BRIEF – Your job is to return every line in the data holding the string "None".

+++ MATERIAL PROVIDED

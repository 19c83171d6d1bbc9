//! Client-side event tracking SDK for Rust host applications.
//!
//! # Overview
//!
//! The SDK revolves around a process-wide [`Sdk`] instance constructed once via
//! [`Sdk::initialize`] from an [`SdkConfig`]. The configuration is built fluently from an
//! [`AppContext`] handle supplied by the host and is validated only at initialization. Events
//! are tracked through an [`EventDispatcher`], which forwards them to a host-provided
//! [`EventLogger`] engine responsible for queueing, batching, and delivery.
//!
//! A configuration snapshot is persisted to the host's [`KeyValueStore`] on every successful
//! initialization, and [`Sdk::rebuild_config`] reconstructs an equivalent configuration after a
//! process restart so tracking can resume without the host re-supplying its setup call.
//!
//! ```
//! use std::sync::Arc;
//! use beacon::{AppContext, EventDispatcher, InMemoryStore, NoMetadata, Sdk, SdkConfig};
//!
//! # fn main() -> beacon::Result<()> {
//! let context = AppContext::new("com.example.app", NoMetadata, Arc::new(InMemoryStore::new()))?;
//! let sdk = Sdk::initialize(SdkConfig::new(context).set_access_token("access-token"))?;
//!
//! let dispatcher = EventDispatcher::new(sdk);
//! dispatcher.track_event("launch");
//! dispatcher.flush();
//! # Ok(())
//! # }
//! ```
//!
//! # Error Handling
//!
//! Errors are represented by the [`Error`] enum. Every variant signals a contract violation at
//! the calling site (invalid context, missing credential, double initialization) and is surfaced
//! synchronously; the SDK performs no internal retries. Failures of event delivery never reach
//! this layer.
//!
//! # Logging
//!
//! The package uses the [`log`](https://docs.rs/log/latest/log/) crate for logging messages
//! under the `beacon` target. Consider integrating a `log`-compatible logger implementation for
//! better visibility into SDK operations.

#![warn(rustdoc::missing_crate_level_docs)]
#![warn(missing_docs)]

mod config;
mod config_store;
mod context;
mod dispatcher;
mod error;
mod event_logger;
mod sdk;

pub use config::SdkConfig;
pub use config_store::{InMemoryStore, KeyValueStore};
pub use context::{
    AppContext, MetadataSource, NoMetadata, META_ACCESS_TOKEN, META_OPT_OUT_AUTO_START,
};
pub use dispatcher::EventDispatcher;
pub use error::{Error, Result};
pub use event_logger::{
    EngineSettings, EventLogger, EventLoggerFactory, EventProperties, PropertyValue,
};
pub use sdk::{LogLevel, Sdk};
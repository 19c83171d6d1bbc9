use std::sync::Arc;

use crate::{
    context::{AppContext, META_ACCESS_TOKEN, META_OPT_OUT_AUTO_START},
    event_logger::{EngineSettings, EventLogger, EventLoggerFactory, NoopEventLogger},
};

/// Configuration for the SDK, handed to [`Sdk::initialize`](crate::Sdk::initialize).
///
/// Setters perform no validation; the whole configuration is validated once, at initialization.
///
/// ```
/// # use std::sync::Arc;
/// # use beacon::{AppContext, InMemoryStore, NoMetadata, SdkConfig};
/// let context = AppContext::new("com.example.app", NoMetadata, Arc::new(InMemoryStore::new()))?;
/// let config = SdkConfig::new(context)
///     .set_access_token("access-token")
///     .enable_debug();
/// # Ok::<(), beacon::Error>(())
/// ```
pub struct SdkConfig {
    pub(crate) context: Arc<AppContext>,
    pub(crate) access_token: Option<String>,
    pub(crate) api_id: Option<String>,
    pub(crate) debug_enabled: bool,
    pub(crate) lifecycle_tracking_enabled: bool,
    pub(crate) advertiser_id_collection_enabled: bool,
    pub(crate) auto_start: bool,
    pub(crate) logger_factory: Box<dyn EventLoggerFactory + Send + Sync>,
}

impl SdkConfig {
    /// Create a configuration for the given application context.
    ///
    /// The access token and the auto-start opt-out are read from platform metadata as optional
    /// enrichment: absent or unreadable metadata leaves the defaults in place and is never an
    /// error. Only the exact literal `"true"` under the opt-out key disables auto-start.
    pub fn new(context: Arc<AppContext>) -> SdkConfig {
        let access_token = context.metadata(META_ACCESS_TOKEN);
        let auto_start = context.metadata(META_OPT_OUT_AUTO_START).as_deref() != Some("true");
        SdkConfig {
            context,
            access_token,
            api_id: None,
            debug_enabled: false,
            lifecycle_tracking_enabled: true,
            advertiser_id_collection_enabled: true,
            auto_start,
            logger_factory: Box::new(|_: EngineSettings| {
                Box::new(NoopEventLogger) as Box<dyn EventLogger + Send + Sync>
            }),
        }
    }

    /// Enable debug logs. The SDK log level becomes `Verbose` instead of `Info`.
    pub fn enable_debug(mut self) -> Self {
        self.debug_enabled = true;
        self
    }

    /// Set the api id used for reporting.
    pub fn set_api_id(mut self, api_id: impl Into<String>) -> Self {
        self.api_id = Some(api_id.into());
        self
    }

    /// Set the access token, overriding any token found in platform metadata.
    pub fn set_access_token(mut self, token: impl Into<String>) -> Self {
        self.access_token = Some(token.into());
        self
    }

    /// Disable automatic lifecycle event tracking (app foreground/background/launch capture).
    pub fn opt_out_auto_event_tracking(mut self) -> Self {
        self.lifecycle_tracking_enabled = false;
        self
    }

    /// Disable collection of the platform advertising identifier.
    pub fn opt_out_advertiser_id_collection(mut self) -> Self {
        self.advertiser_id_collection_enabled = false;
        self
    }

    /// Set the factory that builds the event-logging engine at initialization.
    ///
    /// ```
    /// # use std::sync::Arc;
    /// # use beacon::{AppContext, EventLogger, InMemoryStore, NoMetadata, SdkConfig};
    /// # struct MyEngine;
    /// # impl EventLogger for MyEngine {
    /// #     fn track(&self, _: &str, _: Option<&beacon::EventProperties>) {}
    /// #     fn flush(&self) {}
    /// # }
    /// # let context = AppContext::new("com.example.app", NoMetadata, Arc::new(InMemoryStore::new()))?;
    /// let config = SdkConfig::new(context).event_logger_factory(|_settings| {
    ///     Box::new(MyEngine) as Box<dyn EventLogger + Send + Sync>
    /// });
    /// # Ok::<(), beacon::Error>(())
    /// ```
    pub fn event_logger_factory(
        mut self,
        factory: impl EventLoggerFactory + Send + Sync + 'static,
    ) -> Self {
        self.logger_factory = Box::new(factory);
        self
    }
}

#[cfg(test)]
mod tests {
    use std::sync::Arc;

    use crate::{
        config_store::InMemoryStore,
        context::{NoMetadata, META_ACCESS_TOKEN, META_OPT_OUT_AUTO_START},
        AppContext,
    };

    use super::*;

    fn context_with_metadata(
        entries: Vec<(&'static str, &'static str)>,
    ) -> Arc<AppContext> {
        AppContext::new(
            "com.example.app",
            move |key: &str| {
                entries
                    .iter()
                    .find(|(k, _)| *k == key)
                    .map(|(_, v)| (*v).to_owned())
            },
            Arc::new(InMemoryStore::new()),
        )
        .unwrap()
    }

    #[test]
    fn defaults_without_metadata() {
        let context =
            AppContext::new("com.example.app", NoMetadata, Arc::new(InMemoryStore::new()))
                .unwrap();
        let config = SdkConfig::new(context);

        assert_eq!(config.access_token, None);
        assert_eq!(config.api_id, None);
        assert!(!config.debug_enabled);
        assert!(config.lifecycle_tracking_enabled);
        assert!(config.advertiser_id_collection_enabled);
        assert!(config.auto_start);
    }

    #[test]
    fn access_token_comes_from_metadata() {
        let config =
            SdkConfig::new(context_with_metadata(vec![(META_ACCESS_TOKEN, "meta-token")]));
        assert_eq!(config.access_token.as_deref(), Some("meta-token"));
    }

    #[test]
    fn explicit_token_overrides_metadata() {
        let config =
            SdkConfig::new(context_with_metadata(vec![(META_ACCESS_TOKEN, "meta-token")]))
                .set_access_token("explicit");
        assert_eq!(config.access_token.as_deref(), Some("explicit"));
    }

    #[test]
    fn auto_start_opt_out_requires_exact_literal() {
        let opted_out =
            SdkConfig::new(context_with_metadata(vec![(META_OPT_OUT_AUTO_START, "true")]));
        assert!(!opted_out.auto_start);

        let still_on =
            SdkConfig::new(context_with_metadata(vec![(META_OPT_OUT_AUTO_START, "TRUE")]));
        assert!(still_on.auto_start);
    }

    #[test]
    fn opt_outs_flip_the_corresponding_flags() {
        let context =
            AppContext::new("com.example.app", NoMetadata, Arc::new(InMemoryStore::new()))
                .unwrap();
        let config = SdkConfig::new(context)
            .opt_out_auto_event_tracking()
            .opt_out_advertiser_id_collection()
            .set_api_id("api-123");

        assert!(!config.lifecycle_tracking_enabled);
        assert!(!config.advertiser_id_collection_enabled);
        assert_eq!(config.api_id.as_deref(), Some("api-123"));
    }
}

++++++

EXERCISE SOLUTION –
            api_id: None,
        assert_eq!(config.access_token, None);
        assert_eq!(config.api_id, None);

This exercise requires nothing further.